> _WORK TASK_:
Here is the task for the records below: repeat exactly the lines from the one with "v.push(2.0);" to the one with "assert_eq!(v.get(4), None);", both included, and nothing else.

§ §

pub mod math;

use std::fmt::Debug;

use num::Num;
use serde::{Deserialize, Serialize};

/// ZeroSpVecは0要素を疎とした疎ベクトルの実装です
/// indices と values を持ち
/// indices は要素のインデックスを保持し、
/// values は要素の値を保持します
///
/// 要素は indices の昇順でソートされていることを保証します
#[derive(Debug, Clone, PartialEq, Serialize, Deserialize)]
pub struct ZeroSpVec<N>
where
    N: Num,
{
    inds: Vec<usize>,
    vals: Vec<N>,
    len: usize,
}

impl<N> ZeroSpVec<N>
where
    N: Num + Copy,
{
    #[inline]
    pub fn new() -> Self {
        ZeroSpVec {
            inds: Vec::new(),
            vals: Vec::new(),
            len: 0,
        }
    }

    /// `cap` is the expected number of non-zero elements
    #[inline]
    pub fn with_capacity(cap: usize) -> Self {
        ZeroSpVec {
            inds: Vec::with_capacity(cap),
            vals: Vec::with_capacity(cap),
            len: 0,
        }
    }

    /// Build from (index, value) pairs of a `len`-dimensional vector.
    /// Pairs must be sorted by index without duplicates; zero values are dropped.
    ///
    /// # Arguments
    /// * `len` - 次元数
    /// * `pairs` - (index, value), index 昇順
    pub fn from_sorted_pairs<I>(len: usize, pairs: I) -> Self
    where
        I: IntoIterator<Item = (usize, N)>,
    {
        let mut vec = ZeroSpVec::new();
        for (index, value) in pairs {
            debug_assert!(index < len, "index {index} out of range for len {len}");
            debug_assert!(
                vec.inds.last().map_or(true, |&last| last < index),
                "pairs must be strictly ascending by index"
            );
            if value != N::zero() {
                vec.inds.push(index);
                vec.vals.push(value);
            }
        }
        vec.len = len;
        vec
    }

    /// 末尾に要素を追加 (0 は格納せず次元だけ伸ばす)
    #[inline]
    pub fn push(&mut self, elem: N) {
        if elem != N::zero() {
            self.inds.push(self.len);
            self.vals.push(elem);
        }
        self.len += 1;
    }

    #[inline]
    pub fn get(&self, index: usize) -> Option<N> {
        if index >= self.len {
            return None;
        }
        match self.inds.binary_search(&index) {
            Ok(pos) => Some(self.vals[pos]),
            Err(_) => Some(N::zero()),
        }
    }

    /// non-zero elements only, ascending by index
    #[inline]
    pub fn raw_iter(&self) -> impl Iterator<Item = (usize, N)> + '_ {
        self.inds.iter().copied().zip(self.vals.iter().copied())
    }

    #[inline]
    pub fn is_empty(&self) -> bool {
        self.len == 0
    }

    #[inline]
    pub fn len(&self) -> usize {
        self.len
    }

    #[inline]
    pub fn nnz(&self) -> usize {
        self.inds.len()
    }

    #[inline]
    pub fn shrink_to_fit(&mut self) {
        self.inds.shrink_to_fit();
        self.vals.shrink_to_fit();
    }

    /// 0 埋めした密ベクトル
    pub fn to_dense(&self) -> Vec<N> {
        let mut dense = vec![N::zero(); self.len];
        for (i, v) in self.raw_iter() {
            dense[i] = v;
        }
        dense
    }
}

impl<N> Default for ZeroSpVec<N>
where
    N: Num + Copy,
{
    fn default() -> Self {
        Self::new()
    }
}

impl<N> From<Vec<N>> for ZeroSpVec<N>
where
    N: Num + Copy,
{
    fn from(dense: Vec<N>) -> Self {
        let mut vec = ZeroSpVec::with_capacity(dense.len());
        for v in dense {
            vec.push(v);
        }
        vec.shrink_to_fit();
        vec
    }
}

#[cfg(test)]
mod tests {
    use super::*;

    #[test]
    fn push_skips_zero_storage() {
        let mut v: ZeroSpVec<f64> = ZeroSpVec::new();
        v.push(0.0);
        v.push(2.0);
        v.push(0.0);
        v.push(3.5);
        assert_eq!(v.len(), 4);
        assert_eq!(v.nnz(), 2);
        assert_eq!(v.get(0), Some(0.0));
        assert_eq!(v.get(3), Some(3.5));
        assert_eq!(v.get(4), None);
        assert_eq!(v.raw_iter().collect::<Vec<_>>(), vec![(1, 2.0), (3, 3.5)]);
    }

    #[test]
    fn from_sorted_pairs_drops_zeros() {
        let v = ZeroSpVec::from_sorted_pairs(5, vec![(0, 1.0f32), (2, 0.0), (4, 2.0)]);
        assert_eq!(v.len(), 5);
        assert_eq!(v.nnz(), 2);
        assert_eq!(v.to_dense(), vec![1.0, 0.0, 0.0, 0.0, 2.0]);
    }

    #[test]
    fn dense_round_trip() {
        let dense = vec![0u32, 4, 0, 0, 7];
        let v = ZeroSpVec::from(dense.clone());
        assert_eq!(v.to_dense(), dense);
    }
}
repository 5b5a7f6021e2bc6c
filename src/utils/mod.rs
pub mod math;
//! Configuration management
//!
//! Loads settings from a TOML file. Every field has a default, so an empty
//! file (or no file at all) yields a working configuration.

use std::path::{Path, PathBuf};

use serde::{Deserialize, Serialize};

use crate::error::{DedupError, Result};
use crate::vectorizer::{NgramRange, VectorizerConfig, WeightMode};

/// Main configuration structure
#[derive(Debug, Clone, Default, Serialize, Deserialize)]
pub struct Config {
    #[serde(default)]
    pub resources: ResourceConfig,

    #[serde(default)]
    pub preprocess: PreprocessConfig,

    #[serde(default)]
    pub vectorizer: VectorizerConfig,

    #[serde(default)]
    pub similarity: SimilarityConfig,

    #[serde(default)]
    pub columns: CsvColumns,
}

/// Resource file locations
#[derive(Debug, Clone, Serialize, Deserialize)]
pub struct ResourceConfig {
    /// newline-delimited stop word list (missing file = no filtering)
    #[serde(default = "default_stop_words_path")]
    pub stop_words: PathBuf,

    /// preprocessed reference corpus (`Question`, `Processed Words Set`)
    #[serde(default = "default_corpus_path")]
    pub corpus: PathBuf,

    /// raw question table used to resolve duplicate pairs back to IDs
    #[serde(default = "default_raw_data_path")]
    pub raw_data: PathBuf,
}

fn default_stop_words_path() -> PathBuf {
    PathBuf::from("dat/stop_words/stop_words_full.txt")
}

fn default_corpus_path() -> PathBuf {
    PathBuf::from("dat/words_set/words_set.csv")
}

fn default_raw_data_path() -> PathBuf {
    PathBuf::from("dat/raw_data/testdata.csv")
}

impl Default for ResourceConfig {
    fn default() -> Self {
        Self {
            stop_words: default_stop_words_path(),
            corpus: default_corpus_path(),
            raw_data: default_raw_data_path(),
        }
    }
}

/// Preprocessing options
#[derive(Debug, Clone, Serialize, Deserialize)]
pub struct PreprocessConfig {
    /// token appended when an IPv4-shaped substring is present
    /// empty string disables the marker
    #[serde(default = "default_ip_sentinel")]
    pub ip_sentinel: String,

    /// let the segmenter guess words missing from its dictionary
    #[serde(default = "default_true")]
    pub hmm: bool,
}

fn default_ip_sentinel() -> String {
    "%ip".to_string()
}

fn default_true() -> bool {
    true
}

impl PreprocessConfig {
    pub fn sentinel(&self) -> Option<&str> {
        if self.ip_sentinel.is_empty() {
            None
        } else {
            Some(self.ip_sentinel.as_str())
        }
    }
}

impl Default for PreprocessConfig {
    fn default() -> Self {
        Self {
            ip_sentinel: default_ip_sentinel(),
            hmm: true,
        }
    }
}

/// Similarity thresholds and result sizes
#[derive(Debug, Clone, Serialize, Deserialize)]
pub struct SimilarityConfig {
    /// a pair (or query) is a duplicate when cosine strictly exceeds this
    #[serde(default = "default_threshold")]
    pub threshold: f64,

    #[serde(default = "default_top_n")]
    pub top_n: usize,

    /// minimum weight for a term to count as a keyword
    #[serde(default = "default_keyword_threshold")]
    pub keyword_threshold: f64,
}

fn default_threshold() -> f64 {
    0.6
}

fn default_top_n() -> usize {
    5
}

fn default_keyword_threshold() -> f64 {
    0.1
}

impl Default for SimilarityConfig {
    fn default() -> Self {
        Self {
            threshold: default_threshold(),
            top_n: default_top_n(),
            keyword_threshold: default_keyword_threshold(),
        }
    }
}

/// CSV header names
#[derive(Debug, Clone, Serialize, Deserialize)]
pub struct CsvColumns {
    #[serde(default = "default_question_column")]
    pub question: String,

    #[serde(default = "default_tokens_column")]
    pub tokens: String,

    #[serde(default = "default_raw_id_column")]
    pub raw_id: String,

    #[serde(default = "default_raw_text_column")]
    pub raw_text: String,
}

fn default_question_column() -> String {
    "Question".to_string()
}

fn default_tokens_column() -> String {
    "Processed Words Set".to_string()
}

fn default_raw_id_column() -> String {
    "问题ID".to_string()
}

fn default_raw_text_column() -> String {
    "问题描述".to_string()
}

impl Default for CsvColumns {
    fn default() -> Self {
        Self {
            question: default_question_column(),
            tokens: default_tokens_column(),
            raw_id: default_raw_id_column(),
            raw_text: default_raw_text_column(),
        }
    }
}

impl Config {
    /// Load configuration from a TOML file
    pub fn load(path: &Path) -> Result<Self> {
        if !path.exists() {
            return Err(DedupError::ResourceMissing { path: path.to_path_buf() });
        }
        let content = std::fs::read_to_string(path)?;
        let config: Config = toml::from_str(&content)?;
        config.validate()?;
        tracing::debug!("loaded config from {}", path.display());
        Ok(config)
    }

    /// Load from `path` when given, otherwise fall back to defaults
    pub fn load_or_default(path: Option<&Path>) -> Result<Self> {
        match path {
            Some(path) => Self::load(path),
            None => Ok(Self::default()),
        }
    }

    pub fn validate(&self) -> Result<()> {
        let sim = &self.similarity;
        if !(0.0..=1.0).contains(&sim.threshold) {
            return Err(DedupError::Config(format!(
                "similarity.threshold must be within [0, 1], got {}",
                sim.threshold
            )));
        }
        if !(0.0..=1.0).contains(&sim.keyword_threshold) {
            return Err(DedupError::Config(format!(
                "similarity.keyword_threshold must be within [0, 1], got {}",
                sim.keyword_threshold
            )));
        }
        if sim.top_n == 0 {
            return Err(DedupError::Config("similarity.top_n must be positive".to_string()));
        }
        self.vectorizer
            .ngram_range
            .validate()
            .map_err(|e| DedupError::Config(e.to_string()))?;
        Ok(())
    }

    pub fn weight_mode(&self) -> WeightMode {
        self.vectorizer.mode
    }

    pub fn ngram_range(&self) -> NgramRange {
        self.vectorizer.ngram_range
    }
}
use indexmap::IndexMap;

use crate::vectorizer::NgramRange;

/// Split a rendered token string into vocabulary terms.
///
/// Words are whitespace-separated; for each `n` in the range every run of
/// `n` consecutive words becomes one term (joined by a single space).
///
/// # Arguments
/// * `doc` - space-joined token set
/// * `lowercase` - fold ASCII/Unicode case before splitting
/// * `ngram` - n-gram span (inclusive)
pub fn analyze(doc: &str, lowercase: bool, ngram: NgramRange) -> Vec<String> {
    let folded;
    let doc = if lowercase {
        folded = doc.to_lowercase();
        folded.as_str()
    } else {
        doc
    };
    let words: Vec<&str> = doc.split_whitespace().collect();
    if ngram.max() == 1 {
        return words.into_iter().map(str::to_string).collect();
    }

    let mut terms = Vec::new();
    let upper = ngram.max().min(words.len());
    for n in ngram.min()..=upper {
        for window in words.windows(n) {
            terms.push(window.join(" "));
        }
    }
    terms
}

/// 文書中の term 出現回数 (出現順を保持)
pub fn term_counts(doc: &str, lowercase: bool, ngram: NgramRange) -> IndexMap<Box<str>, u32> {
    let mut counts: IndexMap<Box<str>, u32> = IndexMap::new();
    for term in analyze(doc, lowercase, ngram) {
        *counts.entry(term.into_boxed_str()).or_insert(0) += 1;
    }
    counts
}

§ §

> _TASK ANSWER_:
        v.push(2.0);
        v.push(0.0);
        v.push(3.5);
        assert_eq!(v.len(), 4);
        assert_eq!(v.nnz(), 2);
        assert_eq!(v.get(0), Some(0.0));
        assert_eq!(v.get(3), Some(3.5));
        assert_eq!(v.get(4), None);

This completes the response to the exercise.